Older members of society, with a lifetime of observations, personal development and historical continuity with previous generations, are unable to transmit their wisdom to those following them due to the negative features that have emerged in modern life. These features include the isolation of the old due to the ever-shrinking size of the family, and to the weakening of natural ties when the elderly are cared for by the welfare state instead of the family doing so. They also include the radical changes that have occurred in values between the generations, which make communication difficult. Older people may also withhold their accumulated wisdom in a misguided attempt to shelter the next generation from unpleasant realities, such as experiences of war, poverty, famine or disease. Finally, because there is no routine cultural mechanism to record the perceptions of the mature, these may become distorted as people grow older, due to a psychological need to reinvent or romanticize the past, or due to failure of memory. Because older people have progressed further along life's journey than the rest of society, those among them that are self-aware possess inherent insight about the nature of life which is essential in planning the future. However, neither society nor the old people themselves articulate or give sufficient respect to this unique responsibility. Since these particular gifts are not passed on, the whole of present-day society is deprived. Although older people have accumulated wisdom, this is unrelated to current values. In the midst of collapsing traditional values, adult members of the population receive little support or guidance in social relations from their elders. The information systems necessary for maintaining family, community and larger social relations are missing. This vacuum of values to reinforce social forms results in little guidance for young people and children as they learn to be socially active.
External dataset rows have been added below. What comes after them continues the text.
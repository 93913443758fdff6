//! In-memory bookkeeping of the transaction open on each EVSE

use chrono::{DateTime, Utc};
use dashmap::DashMap;
use tracing::debug;

use crate::domain::ports::{ActiveTransaction, TransactionContext};

#[derive(Default)]
pub struct InMemoryTransactionContext {
    active: DashMap<i32, ActiveTransaction>,
}

impl InMemoryTransactionContext {
    pub fn new() -> Self {
        Self::default()
    }

    /// Record `transaction_id` as open on `evse_id`, replacing any previous one.
    pub fn start_transaction(
        &self,
        evse_id: i32,
        transaction_id: impl Into<String>,
        start_time: DateTime<Utc>,
    ) {
        let id = transaction_id.into();
        debug!(evse_id, transaction_id = %id, "Transaction started");
        self.active.insert(evse_id, ActiveTransaction { id, start_time });
    }

    /// Close the transaction on `evse_id`, returning it if one was open.
    pub fn end_transaction(&self, evse_id: i32) -> Option<ActiveTransaction> {
        let ended = self.active.remove(&evse_id).map(|(_, tx)| tx);
        if let Some(tx) = &ended {
            debug!(evse_id, transaction_id = %tx.id, "Transaction ended");
        }
        ended
    }
}

impl TransactionContext for InMemoryTransactionContext {
    fn active_transaction(&self, evse_id: i32) -> Option<ActiveTransaction> {
        self.active.get(&evse_id).map(|entry| entry.value().clone())
    }
}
The accumulated wisdom of the older generation is the stabilizing and cohesive influence that is needed by modern, fragmented and rapidly changing societies, but which they are, for various reasons, deprived of.
In many nations the elderly members of the community are increasingly isolated from society, both physically and figuratively. They come to view themselves as insignificant, irrelevant spectators, severed from a society with which they cannot share their wisdom and experience, and which cannot therefore profit from their leadership. Young people thus lack the necessary perspective from which to view their future and adults are left with only a shallow context for their lifestyles and values.